The color LCD code is based on the evaluation board suppliers code but illustrates how existing code can also be simulated in the uTasker simulator (as shown by screen-shots at http://www.utasker.com/Demos/Simulations.html). The code is not yet a part of the uTasker graphical library, which is being developed initially for GLCD and then will advance to color once the ground work has been completed and the interfaces (as much compatibility as possible between different types) have been refined.

Regards

Mark

[Kabron]

I have LPC2478STK from Olimex. When I try to compile uVision3_LPC23xx example I got error concerning CGLCD.C absence.
IAR example was compiled allmost OK last week, except GLCD which do not work on hardware and in simulator and strange garbadge:

?r? 8??G8µiF???(?? !A^ ??a? 8??G8µiF???(??!A^ ??P? 8??G0µ‹° ©?¦?(?di 4 ?????  °? ??G?j"’
’’’ ?R)? M!?"

 on the WEB page.

Today trying to compile last week project I got error message from IAR:

X ielftool error: Symbol not found __vector
X Error while running Linker

[Kabron]

The only changes I did:
in application.c only network settings.
in config.h
    //  #define LPC2378FBD144                                             
    #define LPC2478FBD208                                             

      #define OLIMEX_LPC2378_STK                                       
      //  #define KEIL_MCB2300                                           

[mark]

Hi

The CGLCD.c in the uVision project is a mistake - it can be deleted from the project (I probably tested with it still in the directory so didn't notice it).

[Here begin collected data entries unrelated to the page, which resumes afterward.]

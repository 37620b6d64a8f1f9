//! Scheduling coordinator module
//!
//! Orchestrates bookings end to end: authorization, slot reservation,
//! appointment lifecycle, and prescriptions. The coordinator never leaves
//! a slot held on a failure path; a booking either lands fully or the
//! slot returns to the state a competing caller would expect.

mod service;

#[cfg(test)]
mod tests;

pub use service::SchedulingService;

When working with the LPC2478 and Olimex (your settings are correct) it will automatically activate the TFT test. This means that it is not possible to enable any other LCDs (like GLCD) without first deactivating SUPPORT_TFT. If the original V1.4 config.h is used, LPC2478FBD208 enabled and SUPPORT_GLCD disabled it should then default to the Olimex board with TFT.

Regards

Mark

[Kabron]

OK. Report continued.
I forced      //#define SUPPORT_GLCD
allthough
 #if defined SUPPORT_GLCD && !defined SUPPORT_TFT
did the same.

TFT not working. Not in HW nor in simulator.

I could make WEB interface to work correctly by manual downloading all files via TotalCommander FTP client. If use bat file everything seems OK, but only 3 files were downloaded.

[Kabron]

I put breakpoint to fnDisplayBitmap in Simulator. it never reached when I tried to sent image from the WEB.

[RogerH]

Hi Mark,

In your post to this thread on 9 September you talk of further developments for Graphics LCDs.

Will this library work with TFT devices such as Olimex LPC2478-STK board, I will be over the moon if it does?

Thanks, Roger...

[mark]

Hi Roger

Presently the development concentrates on monochrome LCDs, which have been the most popular to date.

As mentioned previously there are more functions available (lines, squares, blinking objects etc.) and this has also been extended to Samsung type controllers (that is, both Toshiba and Samsung based displays are compatible, even though the internal pixel/byte layouts are not). Where I am rather behind is in generating a new library package so that this is then actually generally available - it involves some more clean-up work and a document update, but a Samsung based commercial project has already been successfully implemented as test vehicle.

The design is based on a backup of the image in a pixel buffer the same size as the display. Pixel manipulation is performed there and writes to the display are only made when expressly commanded, and where a change is really detected.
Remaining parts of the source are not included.